In dem von Ihnen geschilderten Fall bestanden zwar mehrere Beschäftigungsverhältnisse, die aber sozialversicherungspflichtig waren und damit nicht als
kurzfristige Beschäftigungen anrechenbar sind.
Demnach wird die Zeitgrenze für eine kurzfristige Beschäftigung nicht überschritten.
Darüber hinaus kann eine kurzfristige Beschäftigung dann nicht vorliegen, wenn diese berufsmäßig ausgeübt wird. Berufsmäßig wird eine Beschäftigung dann ausgeübt,
wenn sie für die in Betracht kommende Person nicht von untergeordneter wirtschaftlicher Bedeutung ist.

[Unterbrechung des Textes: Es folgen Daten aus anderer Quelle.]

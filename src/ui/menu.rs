use ratatui::Frame;
use ratatui::layout::{Alignment, Constraint, Layout, Rect};
use ratatui::style::{Modifier, Style};
use ratatui::text::Line;
use ratatui::widgets::{Block, Clear, Paragraph};

use crate::config::Theme;
use crate::game::DeathReason;

/// Draws the pause screen as a centered popup.
pub fn render_pause_menu(frame: &mut Frame<'_>, area: Rect, theme: &Theme) {
    let popup = centered_popup(area, 60, 40);
    frame.render_widget(Clear, popup);

    let lines = vec![
        Line::from("PAUSED"),
        Line::from(""),
        Line::from("[Space]/[P] Resume"),
        Line::from("[Q]/[Esc] Quit"),
    ];
    frame.render_widget(
        Paragraph::new(lines)
            .alignment(Alignment::Center)
            .style(Style::new().fg(theme.menu_title))
            .block(Block::bordered().title(" pause ")),
        popup,
    );
}

/// Draws the game-over screen as a centered popup.
pub fn render_game_over_menu(
    frame: &mut Frame<'_>,
    area: Rect,
    score: u32,
    death_reason: Option<DeathReason>,
    theme: &Theme,
) {
    let popup = centered_popup(area, 70, 55);
    frame.render_widget(Clear, popup);

    let [title_row, body_row, footer_row] = Layout::vertical([
        Constraint::Length(2),
        Constraint::Min(3),
        Constraint::Length(1),
    ])
    .areas(popup);

    frame.render_widget(
        Paragraph::new(Line::from("GAME OVER"))
            .alignment(Alignment::Center)
            .style(
                Style::new()
                    .fg(theme.menu_title)
                    .add_modifier(Modifier::BOLD),
            ),
        title_row,
    );

    let body = vec![
        Line::from(format!("Score: {score}")),
        Line::from(match death_reason {
            Some(DeathReason::WallCollision) => "Cause: hit wall",
            Some(DeathReason::SelfCollision) => "Cause: hit yourself",
            None => "",
        }),
        Line::from(""),
        Line::from("[Enter]/[R] Restart"),
        Line::from("[Q]/[Esc] Quit"),
    ];
    frame.render_widget(
        Paragraph::new(body)
            .alignment(Alignment::Center)
            .block(Block::bordered().title(" game over ")),
        body_row,
    );

    frame.render_widget(
        Paragraph::new(Line::from("Tilt the device or use arrows/WASD to steer"))
            .alignment(Alignment::Center)
            .style(Style::new().fg(theme.menu_footer)),
        footer_row,
    );
}

fn centered_popup(area: Rect, width_percent: u16, height_percent: u16) -> Rect {
    let [_, mid, _] = Layout::vertical([
        Constraint::Percentage((100 - height_percent) / 2),
        Constraint::Percentage(height_percent),
        Constraint::Percentage((100 - height_percent) / 2),
    ])
    .areas(area);

    let [_, center, _] = Layout::horizontal([
        Constraint::Percentage((100 - width_percent) / 2),
        Constraint::Percentage(width_percent),
        Constraint::Percentage((100 - width_percent) / 2),
    ])
    .areas(mid);

    center
}
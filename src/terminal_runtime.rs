use std::io;
use std::panic;

use crossterm::cursor::{Hide, Show};
use crossterm::execute;
use crossterm::terminal::{
    EnterAlternateScreen, LeaveAlternateScreen, disable_raw_mode, enable_raw_mode,
};
use ratatui::Terminal;
use ratatui::backend::CrosstermBackend;

/// Concrete terminal type used by the runtime.
pub type AppTerminal = Terminal<CrosstermBackend<io::Stdout>>;

/// Owns terminal lifecycle (raw mode + alternate screen) for one game session.
///
/// Restores terminal state best-effort on drop, and installs a panic hook
/// so a panicking game does not leave the terminal in raw mode.
pub struct TerminalSession {
    terminal: AppTerminal,
}

impl TerminalSession {
    /// Enters raw mode, switches to alternate screen, and creates a ratatui terminal.
    pub fn enter() -> io::Result<Self> {
        install_panic_hook();
        enable_raw_mode()?;

        let mut stdout = io::stdout();
        if let Err(error) = execute!(stdout, EnterAlternateScreen, Hide) {
            let _ = disable_raw_mode();
            return Err(error);
        }

        let backend = CrosstermBackend::new(stdout);
        match Terminal::new(backend) {
            Ok(terminal) => Ok(Self { terminal }),
            Err(error) => {
                let _ = restore_terminal_best_effort();
                Err(error)
            }
        }
    }

    /// Returns mutable access to the inner ratatui terminal.
    pub fn terminal_mut(&mut self) -> &mut AppTerminal {
        &mut self.terminal
    }
}

impl Drop for TerminalSession {
    fn drop(&mut self) {
        let _ = restore_terminal_best_effort();
    }
}

fn install_panic_hook() {
    let default_hook = panic::take_hook();

    panic::set_hook(Box::new(move |panic_info| {
        let _ = restore_terminal_best_effort();
        default_hook(panic_info);
    }));
}

fn restore_terminal_best_effort() -> io::Result<()> {
    let _ = disable_raw_mode();
    let mut stdout = io::stdout();
    execute!(stdout, Show, LeaveAlternateScreen)
}
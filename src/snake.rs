use std::collections::VecDeque;

use crate::config::GridSize;
use crate::input::{Direction, direction_change_is_valid};

/// Grid position in logical cell coordinates.
#[derive(Debug, Clone, Copy, Eq, PartialEq, Hash)]
pub struct Position {
    pub x: i32,
    pub y: i32,
}

impl Position {
    /// Returns true when the position lies inside the bounds.
    #[must_use]
    pub fn is_within_bounds(self, bounds: GridSize) -> bool {
        self.x >= 0
            && self.y >= 0
            && self.x < i32::from(bounds.width)
            && self.y < i32::from(bounds.height)
    }

    /// Returns the neighboring position one cell along `direction`.
    #[must_use]
    pub fn stepped(self, direction: Direction) -> Self {
        match direction {
            Direction::Up => Self {
                x: self.x,
                y: self.y - 1,
            },
            Direction::Down => Self {
                x: self.x,
                y: self.y + 1,
            },
            Direction::Left => Self {
                x: self.x - 1,
                y: self.y,
            },
            Direction::Right => Self {
                x: self.x + 1,
                y: self.y,
            },
        }
    }
}

/// Mutable snake state with a single pending heading.
///
/// Heading changes are buffered in `pending` and only become the movement
/// direction when [`Snake::commit_pending`] runs at the start of a tick,
/// decoupling input cadence from tick cadence.
#[derive(Debug, Clone)]
pub struct Snake {
    body: VecDeque<Position>,
    direction: Direction,
    pending: Direction,
}

impl Snake {
    /// Seeds the starting snake: three horizontal cells centered on the
    /// board, head on the right, heading right.
    #[must_use]
    pub fn spawn_centered(bounds: GridSize) -> Self {
        let head = Position {
            x: i32::from(bounds.width / 2),
            y: i32::from(bounds.height / 2),
        };
        let body = VecDeque::from([
            head,
            Position {
                x: head.x - 1,
                y: head.y,
            },
            Position {
                x: head.x - 2,
                y: head.y,
            },
        ]);

        Self {
            body,
            direction: Direction::Right,
            pending: Direction::Right,
        }
    }

    /// Creates a snake from explicit body segments (front is head).
    #[must_use]
    pub fn from_segments(segments: Vec<Position>, direction: Direction) -> Self {
        assert!(!segments.is_empty(), "snake needs at least one segment");

        Self {
            body: VecDeque::from(segments),
            direction,
            pending: direction,
        }
    }

    /// Buffers `direction` as the pending heading unless it would reverse
    /// the current heading. Last writer wins within a tick.
    pub fn request_direction(&mut self, direction: Direction) {
        if direction_change_is_valid(self.direction, direction) {
            self.pending = direction;
        }
    }

    /// Promotes the pending heading to the movement direction.
    pub fn commit_pending(&mut self) {
        self.direction = self.pending;
    }

    /// Returns the head position for the next movement step.
    #[must_use]
    pub fn next_head(&self) -> Position {
        self.head().stepped(self.direction)
    }

    /// Moves the head to `new_head` and drops the tail cell.
    pub fn step_to(&mut self, new_head: Position) {
        self.push_head(new_head);
        let _ = self.body.pop_back();
    }

    /// Moves the head to `new_head` keeping the tail: length grows by one.
    pub fn grow_to(&mut self, new_head: Position) {
        self.push_head(new_head);
    }

    fn push_head(&mut self, new_head: Position) {
        let head = self.head();
        debug_assert!(
            (new_head.x - head.x).abs() + (new_head.y - head.y).abs() == 1,
            "new head must be one rectilinear step from the old head"
        );
        self.body.push_front(new_head);
    }

    /// Returns the current head position.
    #[must_use]
    pub fn head(&self) -> Position {
        *self
            .body
            .front()
            .expect("snake body must always contain at least one segment")
    }

    /// Returns true if any segment occupies `position`.
    #[must_use]
    pub fn occupies(&self, position: Position) -> bool {
        self.body.contains(&position)
    }

    /// Returns true if the head overlaps any non-head segment.
    #[must_use]
    pub fn head_overlaps_body(&self) -> bool {
        let head = self.head();
        self.body.iter().skip(1).any(|segment| *segment == head)
    }

    /// Returns current segment count.
    #[must_use]
    pub fn len(&self) -> usize {
        self.body.len()
    }

    /// Returns true when there are no segments.
    #[must_use]
    pub fn is_empty(&self) -> bool {
        self.body.is_empty()
    }

    /// Returns the current movement direction.
    #[must_use]
    pub fn direction(&self) -> Direction {
        self.direction
    }

    /// Iterates over body segments from head to tail.
    pub fn segments(&self) -> impl Iterator<Item = &Position> {
        self.body.iter()
    }
}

In diesem Sinne kann für kurzfristige Beschäftigungen neben einer Hauptbeschäftigung bzw. selbständigen Tätigkeit angenommen werden, dass sie von untergeordneter wirtschaftlicher Bedeutung
ist und deshalb Berufsmäßigkeit grundsätzlich nicht vorliegt.
Aus Ihrer Schilderung geht hervor, dass die jetzt zu beurteilende Beschäftigung neben einer selbständigen Tätigkeit ausgeübt wird. Es kann daher unterstellt werden, dass Berufsmäßigkeit nicht vorliegt.
Insoweit teilen wir Ihre sozialversicherungsrechtliche Beurteilung der auf 2 Tage befristeten Beschäftigung.